Le procès relatif à la disparition de Pierre Urbain Dangnivo s’est poursuivi ce vendredi 3 juillet 2026 devant le Tribunal de première instance de Cotonou, avec l’audition de l’ancien directeur général de la Police nationale, Louis Philippe Houndégnon, cité comme témoin par la défense.
À la barre, l’ex-patron de la Police a estimé que « la politisation de cette affaire n’a pas permis de savoir ce qui s’est passé » et que « la politique a pris le pas sur la vérité ».
Il a ensuite affirmé que, selon les informations fournies par un informateur qu’il présente comme fiable, « c’est Isidore Akon qui a tué Pierre Urbain Dangnivo ». Louis Philippe Houndégnon a précisé avoir transmis ces renseignements à sa hiérarchie, tout en évoquant des « blocages » qui auraient empêché l’exploitation de cette piste.
Interrogé sur le mobile du crime, il a déclaré que son informateur lui avait indiqué que « Dangnivo a voulu résister, c’est pourquoi Akon l’a tué ». Il a toutefois expliqué que les informateurs professionnels ne livrent généralement pas tous les détails avant l’interpellation du présumé auteur.

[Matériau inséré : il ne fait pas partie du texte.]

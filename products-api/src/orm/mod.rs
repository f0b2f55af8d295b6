mod db;
pub mod material;
pub mod offer;
pub mod offer_material;
pub mod testing;

pub use db::*;

use crate::models::SoftDeletable;

/// Which rows a query may return.
///
/// Soft deleted rows stay in their tables; API handlers only ever ask for
/// `Visible` rows.
#[derive(Debug, Clone, Copy, PartialEq, Eq, Default)]
pub enum Visibility {
    /// Rows whose `deleted_at` is unset.
    #[default]
    Visible,
    /// Every row, including soft deleted ones.
    All,
}

impl Visibility {
    /// Whether a row fetched without a `deleted_at` filter may be returned.
    pub fn admits<T: SoftDeletable>(self, row: &T) -> bool {
        match self {
            Visibility::Visible => row.is_active(),
            Visibility::All => true,
        }
    }
}
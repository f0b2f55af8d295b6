//! TypeScript type generation module.
//!
//! Exports TypeScript definitions for the request and response types of the
//! API so front-end clients stay in step with the Rust structs.

#[cfg(test)]
mod tests {
    use std::{env, path::Path};

    use ts_rs::TS;

    #[test]
    fn generate_typescript_types() {
        // PRODUCTS_TS_OUTPUT_DIR wins; otherwise write next to the workspace.
        let output_dir_str = env::var("PRODUCTS_TS_OUTPUT_DIR")
            .unwrap_or_else(|_| "../ts-bindings".to_string());
        let output_dir = Path::new(&output_dir_str);

        if !output_dir.exists() {
            std::fs::create_dir_all(output_dir).expect("Failed to create output directory");
        }

        // Remove stale definitions so renamed or deleted types do not linger
        for entry in std::fs::read_dir(output_dir).expect("Failed to read output directory") {
            let path = entry.expect("Failed to read directory entry").path();
            if path.extension().and_then(|s| s.to_str()) == Some("ts") {
                std::fs::remove_file(&path)
                    .unwrap_or_else(|e| panic!("Failed to remove {:?}: {}", path, e));
            }
        }

        unsafe {
            env::set_var("TS_RS_EXPORT_DIR", output_dir);
        }

        use crate::api::{ErrorResponse, status::HealthStatus};
        use crate::models::*;

        Material::export().expect("Failed to export Material type");
        MaterialInput::export().expect("Failed to export MaterialInput type");

        Offer::export().expect("Failed to export Offer type");
        OfferInput::export().expect("Failed to export OfferInput type");

        OfferMaterial::export().expect("Failed to export OfferMaterial type");
        OfferMaterialInput::export().expect("Failed to export OfferMaterialInput type");

        ErrorResponse::export().expect("Failed to export ErrorResponse type");
        HealthStatus::export().expect("Failed to export HealthStatus type");

        println!("TypeScript types generated successfully in {:?}", output_dir);
    }
}
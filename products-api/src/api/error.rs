//! Error type shared by every resource endpoint.
//!
//! Each failure falls into one of three kinds, and each kind has exactly one
//! HTTP status:
//!
//! | Kind             | Status | Body                                        |
//! |------------------|--------|---------------------------------------------|
//! | `Validation`     | 400    | the JSON decode error                       |
//! | `NotFound`       | 404    | `"<Entity> not found"`                      |
//! | `Infrastructure` | 500    | `"Database error while <action>: <cause>"`  |
//!
//! Bodies are always `{"error": "..."}`.

use rocket::Request;
use rocket::http::Status;
use rocket::response::{self, Responder, status};
use rocket::serde::json::{self, Json};
use serde::{Deserialize, Serialize};
use thiserror::Error;
use ts_rs::TS;

/// Error response structure for API failures.
#[derive(Debug, Serialize, Deserialize, TS)]
#[ts(export)]
pub struct ErrorResponse {
    pub error: String,
}

#[derive(Debug, Error)]
pub enum ApiError {
    /// The request body could not be decoded into the expected input.
    #[error("{0}")]
    Validation(String),

    /// No visible row matches the identifier.
    #[error("{0} not found")]
    NotFound(&'static str),

    /// The database was unreachable or rejected the statement.
    #[error("Database error while {action}: {source}")]
    Infrastructure {
        action: &'static str,
        #[source]
        source: diesel::result::Error,
    },
}

impl ApiError {
    /// Wraps a storage failure, logging it for operators.
    pub fn database(action: &'static str, source: diesel::result::Error) -> Self {
        error!("Database error while {}: {:?}", action, source);
        ApiError::Infrastructure { action, source }
    }

    pub fn status(&self) -> Status {
        match self {
            ApiError::Validation(_) => Status::BadRequest,
            ApiError::NotFound(_) => Status::NotFound,
            ApiError::Infrastructure { .. } => Status::InternalServerError,
        }
    }
}

impl<'r> From<json::Error<'r>> for ApiError {
    fn from(e: json::Error<'r>) -> Self {
        ApiError::Validation(e.to_string())
    }
}

impl<'r> Responder<'r, 'static> for ApiError {
    fn respond_to(self, req: &'r Request<'_>) -> response::Result<'static> {
        let body = Json(ErrorResponse {
            error: self.to_string(),
        });
        status::Custom(self.status(), body).respond_to(req)
    }
}

/// Parses an identifier route segment.
///
/// Identifiers arrive as free-form strings. One that is not an integer cannot
/// name any row, so it is reported the same way as a missing row.
pub fn parse_id(raw: &str, entity: &'static str) -> Result<i32, ApiError> {
    raw.trim().parse::<i32>().map_err(|_| ApiError::NotFound(entity))
}

#[cfg(test)]
mod tests {
    use super::*;

    #[test]
    fn test_status_mapping() {
        assert_eq!(
            ApiError::Validation("bad".to_string()).status(),
            Status::BadRequest
        );
        assert_eq!(ApiError::NotFound("Offer").status(), Status::NotFound);
        let infra = ApiError::Infrastructure {
            action: "listing offers",
            source: diesel::result::Error::BrokenTransactionManager,
        };
        assert_eq!(infra.status(), Status::InternalServerError);
    }

    #[test]
    fn test_not_found_message() {
        assert_eq!(
            ApiError::NotFound("Material").to_string(),
            "Material not found"
        );
    }

    #[test]
    fn test_parse_id() {
        assert_eq!(parse_id("42", "Offer").unwrap(), 42);
        assert!(matches!(
            parse_id("abc", "Offer"),
            Err(ApiError::NotFound("Offer"))
        ));
        assert!(parse_id("", "Offer").is_err());
    }
}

À la suite de cette audition, Codjo Cossi Alofa a été entendu. Il a déclaré avoir connu Isidore Akon en prison avant de le revoir plus tard à Womey. De son côté, Amoussou Donation a affirmé n’avoir entendu parler d’Isidore Akon qu’au cours de l’instruction.
L’audience a été suspendue en fin de matinée. Ces nouvelles déclarations viennent relancer les débats dans un dossier qui demeure marqué par de nombreuses zones d’ombre.